I have been trying to take an FFT of the radial distribution function to calculate a structure factor. My understanding is this is the same as the regular FFT from the time to frequency domain. The calculation should be:
$$S(k) = 1 + \rho \int \exp(-ikr)g(r)dr$$
which often in physics is taken as a radial Fourier transform, i.e.,
$$S(k) = 1 + 4\pi \rho \int r^{2} g(r)\frac{\sin(kr)}{kr}dr$$
where $\rho$ is the density of the fluid.

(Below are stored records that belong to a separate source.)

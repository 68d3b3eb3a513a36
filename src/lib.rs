//! fixed-adts: array-backed containers behind fixed-size opaque handles.
//!
//! Internal Design:
//!
//! Summary
//! - Goal: containers whose public handle is a fixed-size byte region, so a
//!   caller can hold one on its own stack (or in an FFI-stable struct)
//!   without heap-allocating the handle and without depending on the
//!   private layout behind it.
//! - Layers:
//!   - Sanity: single-owner reentrancy detector embedded in every
//!     container; panics on overlapping entry, never blocks.
//!   - Footprint: the aligned opaque byte region a private layout is
//!     emplaced into, with a compile-time proof that the layout fits.
//!   - resize: pure power-of-two capacity policy (double on full, halve
//!     below quarter-full, floor at 4 slots).
//!   - FixedStack / FixedHashMap: the array-backed engines; exclusively
//!     owned heap workspaces swapped whole on every resize.
//!   - SyncStack: mutex-serialized capability level for callers that cannot
//!     guarantee a single owner.
//!
//! Constraints
//! - One logical owner per container at a time. The raw containers detect
//!   violations (fail-fast panic) but do not serialize callers; that is the
//!   consumer's job, or `SyncStack`'s.
//! - Handles are `Send` when the element type is, never `Sync`.
//! - Workspaces are reallocated and swapped, never grown in place, so
//!   capacity and backing buffer always change together.
//! - Resize allocation failures are status values (`OutOfMemory`), reported
//!   once and never retried; the container keeps its last consistent state.
//!
//! Why this split?
//! - Localize invariants: each layer has a small, precise contract.
//! - Minimize unsafe: all raw-pointer handling is isolated in `footprint`;
//!   the engines above it are safe code over typed borrows.
//! - The resize policy is pure arithmetic shared by both engines, testable
//!   without touching an allocator.
//!
//! Rehashing invariant
//! - Each hash-map node stores the `u64` hash computed at insert; lookups
//!   and resize both index by the stored hash. Growing or shrinking relinks
//!   every live node into the new bucket array - it never byte-copies
//!   buckets and never re-runs hashing.
//!
//! Notes and non-goals
//! - No persistence, no wire surface, no cross-process behavior.
//! - Pop on empty is a defined `None`; peek on empty and reentrant calls
//!   are caller bugs and panic.
//! - The stack's usage and resize statistics are diagnostic only and never
//!   drive container logic.

mod footprint;
mod hash;
mod resize;
pub mod sanity;
mod stack;
mod sync;

// Public surface
pub use hash::{FixedHashMap, InsertError};
pub use sanity::{Sanity, SanityGuard};
pub use stack::{FixedStack, OutOfMemory, ResizeStats, StackStats};
pub use sync::SyncStack;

This is what it should look like for the simplest such system, argon:
I imagine I can just follow Eq. 1. I have the data $g(r)$ for that model system, so I do the following:
nfft = 2^nextpow2(length(gr));
dt = r(2) - r(1);
df = 1/dt;
Freq = (df/2)*linspace(0,1,nfft/2+1);
sk = fft(gr,nfft)/length(gr);
And then I think I should take the one-sided FFT and the amplitude following Eq. 1, so I plot the following:
plot(Freq,1+rho*2*abs(sk(1:numel(Freq))))
But I get something radically different from the known case, and it doesn't oscillate about 1. Note that $q$ is interchangeable with $k$. I'm doing something wrong, but any ideas what? In posting here, I feel that my question is equal parts Matlab and computational physics.